Мышцы мертвой распяленной лягушки сокращались и расслаблялись, повинуясь электрическим импульсам, но не так, как описывал учебник, — намекая на что-то: в движениях конечностей явственно читались угроза и издевка, опровергавшие святую веру в механическую непорочность физиологических рефлексов.
Нас учили, что мир можно описать и даже объяснить с помощью простых ответов на умные вопросы. Что по сути своей он хаотичен и мертв, подчиняется нехитрым закономерностям, которые следует растолковать и наглядно представить — желательно с использованием диаграмм. От нас требовали проведения экспериментов. Формулировки гипотез. Их проверки. Нас посвящали в тайны статистики, полагая, что она поможет успешно справиться с описанием мироустройства и что девяносто процентов всегда перевесят пять.
Но сегодня я уверена в одном: ищущий порядка да бежит психологии. Лучше избрать физиологию или теологию, которые хотя бы способны обеспечить устойчивую почву под ногами — материю или дух, — чтобы не поскользнуться на психике. Психика — объект весьма туманный.
Правы были те, кто утверждал, будто на факультет этот идут не ради будущей профессии, интереса или стремления нести людям помощь, — причина совсем иная, очень простая. Подозреваю, что все мы имели некий глубоко скрытый дефект, хотя, вероятно, производили впечатление умных и здоровых молодых людей — замаскировав, ловко закамуфлировав свой изъян на вступительных экзаменах. Клубок эмоций, плотно переплетенных, свалявшихся, — вроде тех диковинных опухолей, которые порой обнаруживаются в человеческом теле и которые можно увидеть в любом мало-мальски приличном патологоанатомическом музее. Но, вполне возможно, наши экзаменаторы были подобны нам и хорошо отдавали себе отчет в своих действиях. А следовательно, мы — их преемники.

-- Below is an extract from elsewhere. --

//! Test suites for the lifecycle daemon.

mod eviction;
mod lifecycle;
mod support;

На втором курсе, изучая функционирование защитных механизмов и с восторгом открывая могущество этой сферы психики, мы начинали понимать, что без рационализации[3], сублимации, вытеснения, без всех этих фокусов, которыми мы себя тешим, — умей мы взглянуть на мир с открытым забралом, честно и бесстрашно, — умерли бы от разрыва сердца.
В процессе обучения мы узнали, что состоим из оборонительных сооружений, щитов и доспехов, подобны городам, чье архитектурное разнообразие ограничивается стенами, башнями да укреплениями, — этакое государство бункеров.
Все тесты, опросы и обследования мы опробовали друг на друге, и после третьего курса я была уже в состоянии назвать то, что меня беспокоило, — мне как будто открылось собственное сокровенное имя, используемое лишь для обряда инициации.
Я недолго занималась тем, чему меня обучили. В одной из поездок, застряв без гроша в большом городе и устроившись в гостиницу горничной, начала писать книгу. Это была повесть, которую хорошо читать в дороге, в поезде, — я словно бы писала ее для себя. Книга-тартинка — умещается во рту целиком, не приходится откусывать.
Мне удавалось хорошенько сосредоточиться и сконцентрироваться, на некоторое время обратившись в гигантское ухо, что прислушивается к шорохам, эху и шелесту, к далеким голосам, доносящимся откуда-то из-за стены.
Но я так и не стала настоящей писательницей или, лучше сказать, писателем — мужской род придает этому слову весомость. Жизнь вечно ускользала от меня. Я обнаруживала только ее следы, жалкие личиночные шкурки. Стоило мне засечь ее координаты, как она меняла местоположение. Я находила лишь знаки, вроде надписи на дереве в парке: «Здесь был я». На листе бумаги жизнь оборачивалась незаконченными историями, сновидческими новеллами, туманными сюжетами, зависала на горизонте вверх ногами или в поперечном сечении, не позволяя охватить целое.
Каждый, кто когда-либо пытался написать роман, знает, сколь мучителен этот труд — хуже занятия просто не придумаешь. Ты обречен на постоянное заточение внутри себя, в одиночной камере. Это контролируемый психоз, паранойя и мания, приспособленные к полезному делу, а потому лишенные перьев, турнюров и венецианских масок, по которым их можно было бы опознать, — скорее уж нацепившие фартук мясника и резиновые сапоги, с тесаком в руках. С такой писательской перспективы, как из подвала, разве что видны ноги прохожих да слышен стук каблуков. Порой кто-нибудь остановится, наклонится и заглянет внутрь, тогда есть шанс увидеть человеческое лицо и даже обменяться с незнакомцем парой фраз. Однако на самом деле разум занят игрой, которую ведет сам с собой в поспешно сооруженном паноптикуме, расставляет фигурки на эфемерной сцене: автор и герой, повествовательница и читательница, та, что описывает, и та, что описана, ноги, туфли, каблуки и лица случайных прохожих рано или поздно становятся частью этой игры.